▸ **What this task involves**:
From the data that follows, print exactly the lines starting at the one containing "let point = WorldPoint::new(x, y);" and ending at the one containing "log, oldest first."; include both of them and nothing more.

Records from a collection
%%

impl Vehicle {
    /// Creates a standalone vehicle.
    ///
    /// # Errors
    /// Returns `VehicleError::InvalidConfig` if a sensor, cost or tolerance value is out of range.
    pub fn new(config: VehicleConfig) -> Result<Self, VehicleError> {
        let sensor = RangeSensor::new(
            config.sensor_range,
            config.cone_half_width,
            config.sensor_noise,
            config.min_reading,
        )?;
        let accounting = Accounting::from_config(&config)?;
        if !(config.nearby_radius >= 0.0) {
            return Err(VehicleError::InvalidConfig("nearby radius must be non-negative"));
        }
        if !(config.divergence_position >= 0.0 && config.divergence_heading >= 0.0) {
            return Err(VehicleError::InvalidConfig(
                "divergence tolerances must be non-negative",
            ));
        }

        let mut rng = match config.seed {
            Some(seed) => StdRng::seed_from_u64(seed),
            None => StdRng::from_os_rng(),
        };
        let obstacles = ObstacleField::generate(config.obstacles, &mut rng);
        info!(
            policy = ?config.obstacles,
            obstacles = obstacles.len(),
            "Vehicle created"
        );

        Ok(Vehicle {
            reconciler: Reconciler::from_config(&config),
            state: VehicleState::initial(obstacles),
            log: EventLog::new(),
            sensor,
            accounting,
            bridge: None,
            rng,
            config,
        })
    }

    /// Creates a vehicle driven alongside `renderer`.
    ///
    /// The renderer is reset once to check it is reachable. If that fails the vehicle
    /// stays standalone for its whole lifetime.
    ///
    /// # Errors
    /// Same as [`Vehicle::new`]; renderer failures are never returned.
    pub fn bridged(
        config: VehicleConfig,
        renderer: Box<dyn Renderer + Send>,
    ) -> Result<Self, VehicleError> {
        let mut vehicle = Self::new(config)?;
        match Bridge::attach(renderer) {
            Ok(bridge) => {
                info!(capabilities = ?bridge.capabilities(), "Renderer attached");
                vehicle.bridge = Some(bridge);
            }
            Err(e) => warn!(error = %e, "Renderer unreachable, running standalone"),
        }
        Ok(vehicle)
    }

    /// Whether a renderer is attached.
    pub fn mode(&self) -> Mode {
        if self.bridge.is_some() {
            Mode::Bridged
        } else {
            Mode::Standalone
        }
    }

    /// What the attached renderer supports; nothing when standalone.
    pub fn capabilities(&self) -> Capabilities {
        self.bridge
            .as_ref()
            .map_or(Capabilities::none(), Bridge::capabilities)
    }

    /// The configuration the vehicle was created with.
    pub fn config(&self) -> &VehicleConfig {
        &self.config
    }

    /// The validated range sensor built from the config.
    pub fn range_sensor(&self) -> &RangeSensor {
        &self.sensor
    }

    /// Drives along the current heading. A negative distance drives backward.
    pub fn forward(&mut self, distance: f64) -> &mut Self {
        self.drive(distance, |bridge| bridge.send_move(distance))
    }

    /// Same transition and event as `forward(-distance)`. A renderer that declares a
    /// native backward drive receives that instead of a negative move.
    pub fn backward(&mut self, distance: f64) -> &mut Self {
        self.drive(-distance, |bridge| bridge.send_backward(distance))
    }

    fn drive(&mut self, distance: f64, send: impl FnOnce(&mut Bridge) -> bool) -> &mut Self {
        let next = match self.state.pose.advanced(distance) {
            Ok(pose) => pose,
            Err(e) => {
                warn!(error = %e, "Ignoring drive command");
                return self;
            }
        };
        let forwarded = self.bridge.as_mut().is_some_and(send);

        self.state.pose = next;
        self.accounting.charge_drive(&mut self.state, distance);
        self.accounting.check_collisions(&mut self.state);
        if forwarded {
            self.reconcile();
        }

        debug!(
            distance,
            x = self.state.pose.x,
            y = self.state.pose.y,
            battery = self.state.battery,
            "Drive"
        );
        self.record(Command::Forward(distance));
        self
    }

    /// Turns counter-clockwise.
    pub fn left(&mut self, degrees: f64) -> &mut Self {
        self.turn(-degrees, Command::Left(degrees))
    }

    /// Turns clockwise.
    pub fn right(&mut self, degrees: f64) -> &mut Self {
        self.turn(degrees, Command::Right(degrees))
    }

    fn turn(&mut self, clockwise: f64, command: Command) -> &mut Self {
        let next = match self.state.pose.rotated(clockwise) {
            Ok(pose) => pose,
            Err(e) => {
                warn!(error = %e, "Ignoring turn command");
                return self;
            }
        };
        let forwarded = self
            .bridge
            .as_mut()
            .is_some_and(|bridge| bridge.send_rotate(clockwise));

        self.state.pose = next;
        self.accounting.charge_turn(&mut self.state);
        if forwarded {
            self.reconcile();
        }

        debug!(
            degrees = clockwise,
            heading = self.state.pose.heading,
            battery = self.state.battery,
            "Turn"
        );
        self.record(command);
        self
    }

    /// Records a pause. Commands are instantaneous, so this never blocks.
    pub fn wait(&mut self, seconds: f64) -> &mut Self {
        if !seconds.is_finite() {
            warn!(seconds, "Ignoring wait with a non-finite duration");
            return self;
        }
        debug!(seconds, "Wait");
        self.record(Command::Wait(seconds));
        self
    }

    /// Reads the range sensor facing `direction` (`front`, `right`, `back` or `left`).
    ///
    /// # Errors
    /// Returns `VehicleError::InvalidArgument` for an unknown direction. Nothing is logged
    /// in that case.
    pub fn sensor(&mut self, direction: &str) -> Result<f64, VehicleError> {
        let direction: SensorDirection = direction.parse()?;
        Ok(self.sensor_at(direction))
    }

    /// Reads the range sensor facing `direction`. Never below the configured floor.
    pub fn sensor_at(&mut self, direction: SensorDirection) -> f64 {
        let remote = match self.bridge.as_mut() {
            Some(bridge) if bridge.capabilities().sensor => {
                self.reconciler.run(bridge, &mut self.state);
                bridge.sensor(direction).filter(|r| r.is_finite())
            }
            _ => None,
        };

        let reading = match remote {
            Some(raw) => self.sensor.clamp_reading(raw),
            None => self.sensor.read(
                &self.state.pose,
                direction,
                &self.state.obstacles,
                &mut self.rng,
            ),
        };

        debug!(%direction, reading, remote = remote.is_some(), "Sensor");
        self.record(Command::Sensor { direction, reading });
        reading
    }

    /// Battery percentage, rounded to one decimal.
    pub fn battery(&self) -> f64 {
        round_tenth(self.state.battery)
    }

    /// Total distance driven, rounded to one decimal.
    pub fn distance(&self) -> f64 {
        round_tenth(self.state.total_distance)
    }

    /// Position rounded to one decimal.
    pub fn get_position(&self) -> (f64, f64) {
        (round_tenth(self.state.pose.x), round_tenth(self.state.pose.y))
    }

    /// Heading rounded to one decimal, within `[0, 360)`.
    pub fn get_heading(&self) -> f64 {
        normalize_heading(round_tenth(self.state.pose.heading))
    }

    /// The exact pose.
    pub fn pose(&self) -> Pose {
        self.state.pose
    }

    /// The exact, unrounded state.
    pub fn state(&self) -> &VehicleState {
        &self.state
    }

    /// Rounded summary of the current state.
    pub fn status(&self) -> Status {
        Status {
            position: self.get_position(),
            heading: self.get_heading(),
            battery: self.battery(),
            distance: self.distance(),
            speed: self.state.speed,
            obstacles_nearby: self.count_nearby(self.config.nearby_radius),
        }
    }

    /// Applies the collision penalty if an obstacle is within the collision radius.
    ///
    /// Runs automatically after every drive.
    pub fn check_collisions(&mut self) -> bool {
        self.accounting.check_collisions(&mut self.state).is_some()
    }

    /// Number of obstacles within `radius` of the vehicle.
    pub fn count_nearby(&self, radius: f64) -> usize {
        self.state
            .obstacles
            .count_within(WorldPoint::from(self.state.pose), radius)
    }

    /// Adds a point obstacle. Non-finite coordinates are ignored.
    pub fn add_obstacle(&mut self, x: f64, y: f64) -> &mut Self {
        let point = WorldPoint::new(x, y);
        if !point.is_finite() {
            warn!(x, y, "Ignoring obstacle with non-finite coordinates");
            return self;
        }
        self.state.obstacles.push(point);
        self
    }

    /// Every obstacle, generated and added.
    pub fn get_obstacles(&self) -> &[WorldPoint] {
        self.state.obstacles.points()
    }

    /// An owned copy of the event log, oldest first.
    pub fn get_event_log(&self) -> Vec<Event> {
        self.log.snapshot()
    }

    /// The most recent event, if any.
    pub fn last_event(&self) -> Option<&Event> {
        self.log.last()
    }

    /// Restores the initial state, regenerates obstacles and clears the event log.
    ///
    /// Obstacles added with [`Vehicle::add_obstacle`] are discarded.
    pub fn reset(&mut self) -> &mut Self {
        if let Some(bridge) = self.bridge.as_mut() {
            bridge.reset();
        }
        let obstacles = ObstacleField::generate(self.config.obstacles, &mut self.rng);
        self.state = VehicleState::initial(obstacles);
        self.log.clear();
        info!(obstacles = self.state.obstacles.len(), "Vehicle reset");
        self
    }

    /// Pulls the renderer's state into the local model without issuing a command.
    ///
    /// # Returns
    /// * `Option<Divergence>` - How far the renderer was from the local model, or `None`
    ///   when standalone
    pub fn sync(&mut self) -> Option<Divergence> {
        let bridge = self.bridge.as_mut()?;
        Some(self.reconciler.run(bridge, &mut self.state))
    }

    /// Runs a single maneuver.
    pub fn perform(&mut self, maneuver: Maneuver) -> &mut Self {
        match maneuver {
            Maneuver::Forward(d) => self.forward(d),
            Maneuver::Backward(d) => self.backward(d),
            Maneuver::Left(deg) => self.left(deg),
            Maneuver::Right(deg) => self.right(deg),
            Maneuver::Wait(s) => self.wait(s),
        }
    }

    /// Runs `maneuvers` in order, `times` times over.
    pub fn repeat(&mut self, maneuvers: &[Maneuver], times: usize) -> &mut Self {
        for _ in 0..times {
            for maneuver in maneuvers {
                self.perform(*maneuver);
            }
        }
        self
    }

    fn reconcile(&mut self) {
        if let Some(bridge) = self.bridge.as_mut() {
            self.reconciler.run(bridge, &mut self.state);
        }
    }

    fn record(&mut self, command: Command) {
        self.log.record(Event::capture(command, &self.state));
    }
}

%%

▸ **Response to the task**:
        let point = WorldPoint::new(x, y);
        if !point.is_finite() {
            warn!(x, y, "Ignoring obstacle with non-finite coordinates");
            return self;
        }
        self.state.obstacles.push(point);
        self
    }

    /// Every obstacle, generated and added.
    pub fn get_obstacles(&self) -> &[WorldPoint] {
        self.state.obstacles.points()
    }

    /// An owned copy of the event log, oldest first.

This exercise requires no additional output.